While still in his twenties, Schopenhauer wrote the first edition of his masterwork, Die Welt als Wille und Vorstellung, frequently translated as The World as Will and Representation. Schopenhauer took as his starting point our experience of our own selves and bodies. I experience my body in two different ways, what might be called an objective perspective and a subjective experience. I can look at my arm, for example, and view it as an object inhabiting a world along with other objects. But I also experience that arm right there as being my arm. (We know this experience occurs not only because it’s immediately obvious, but because there are cases where humans have lost this sense of bodily ownership, what the neurologists call “proprioception.” See the strange and terrifying case study of this in Oliver Sacks’ The Man Who Mistook His Wife For a Hat.) So I experience the world in two different ways, an outer, objective way, and an inner, subjective way. My objective experience is governed by the laws of physics, chemistry, biology, mathematics, logic, etc., boiled down to what Schopenhauer and others before him called “the principle of sufficient reason.” The subjective experience, however, is more elusive, it is not governed by this rational principle and is oftentimes downright irrational or more accurately, arational. My motivations, desires, strivings for survival, and swirling inner experiences Schopenhauer calls “Will,” a notion that seems anachronistic, but in terminology only when considered in light of some of the tenets of contemporary cognitive science and contemporary sociobiology and evolutionary psychology. (The philosopher and Schopenhauer scholar, Julian Young, went so far as to state that Schopenhauer “deserves to be regarded as the father, or at least the grandfather, of both disciplines.”)
Schopenhauer’s work was not recognized for some time, and his professorial career was a wreck. He once purposely scheduled his own lectures to coincide with those of his rival, Georg Wilhelm Friedrich Hegel. Students flocked to Hegel’s lectures, and Schopenhauer’s star sunk.
His private life was no better, filled with conflict and strife, fueled no doubt by Schopenhauer’s curmudgeonly personality and misogynist manner. His relationship with his mother Johanna, who had become a sparkling socialite and famous popular novelist, was fraught. And he once, in a violent fit, threw a woman to the floor for talking too loudly outside the door of his apartment. He was ordered to pay her a monthly sum for the rest of her life. Upon learning years later of her death, he wrote on the death notice, “obit anus abit onus” — “the old woman has died; the burden has lifted.”

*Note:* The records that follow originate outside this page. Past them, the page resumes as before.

//! Transpiler traits and utilities.

use crate::ast::SetOp;
use crate::transpiler::collections::{CollectionPath, CollectionPathPattern};

/// SQL reserved words that must be quoted when used as identifiers.
pub const RESERVED_WORDS: &[&str] = &[
    "order", "group", "user", "table", "select", "from", "where", "join", "left", "right",
    "inner", "outer", "on", "and", "or", "not", "null", "true", "false", "limit", "offset",
    "as", "in", "is", "like", "between", "having", "union", "all", "distinct", "case", "when",
    "then", "else", "end", "intersect", "except", "index", "key", "primary", "default", "check",
];

/// Escape an identifier if it's a reserved word or contains special chars.
pub fn escape_identifier(name: &str) -> String {
    escape_with(name, '"', '"')
}

pub(crate) fn escape_with(name: &str, open: char, close: char) -> String {
    let lower = name.to_lowercase();
    let needs_escaping = RESERVED_WORDS.contains(&lower.as_str())
        || name.is_empty()
        || name.chars().any(|c| !c.is_alphanumeric() && c != '_')
        || name.chars().next().map(|c| c.is_numeric()).unwrap_or(false);

    if needs_escaping {
        let doubled = format!("{}{}", close, close);
        format!("{}{}{}", open, name.replace(close, &doubled), close)
    } else {
        name.to_string()
    }
}

/// Escape a string literal (single quotes doubled).
pub fn string_literal(value: &str) -> String {
    format!("'{}'", value.replace('\'', "''"))
}

/// Trait for dialect-specific SQL generation.
pub trait SqlGenerator: Send + Sync {
    /// Dialect name used in diagnostics.
    fn name(&self) -> &'static str;
    /// Quote an identifier (table or column name) when required.
    fn quote_identifier(&self, name: &str) -> String;
    /// Generate the parameter placeholder (e.g., $1, ?) for a 1-based index.
    fn placeholder(&self, index: usize) -> String;
    /// Get the boolean literal (true/false vs 1/0).
    fn bool_literal(&self, val: bool) -> String;
    fn limit_offset(&self, limit: Option<usize>, offset: Option<usize>) -> String;

    /// Whether [`SqlGenerator::regex_match`] produces a usable expression.
    fn supports_regex(&self) -> bool {
        true
    }

    /// Regular expression match of `col` against the bound `pattern`.
    fn regex_match(&self, col: &str, pattern: &str) -> String {
        format!("{} REGEXP {}", col, pattern)
    }

    /// Collection path column lies strictly below the pattern prefix.
    /// Default: `col LIKE 'TOP.%'`.
    fn collection_path_matches(&self, col: &str, pattern: &CollectionPathPattern) -> String {
        format!("{} LIKE {}", col, string_literal(&pattern.like_pattern()))
    }

    /// Collection path column equals an exact path.
    fn collection_path_equals(&self, col: &str, path: &CollectionPath) -> String {
        format!("{} = {}", col, string_literal(&path.to_string()))
    }

    fn set_operator(&self, op: SetOp) -> &'static str {
        op.sql_keyword()
    }
}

Despite his difficult personality, the ethical side of his philosophy, a side derived from his metaphysics of the world as Will, can be called an ethics of compassion. If I am experiencing my own inner striving, sufferings, and turmoil, then upon pain of solipsism, I must assume that you are too. We’re all experiencing this! One of Schopenhauer’s favorite adages was from the Hindu Sanskrit: “tat tvam asi” — “this thou art.” Differentiation follows from the principle of sufficient reason, our Will is not governed by that principle, so our Will is not differentiated. If our Will is not differentiated, then we are one. If we are one, then compassion for our fellows, a recognition of our oneness, becomes the highest ethical value.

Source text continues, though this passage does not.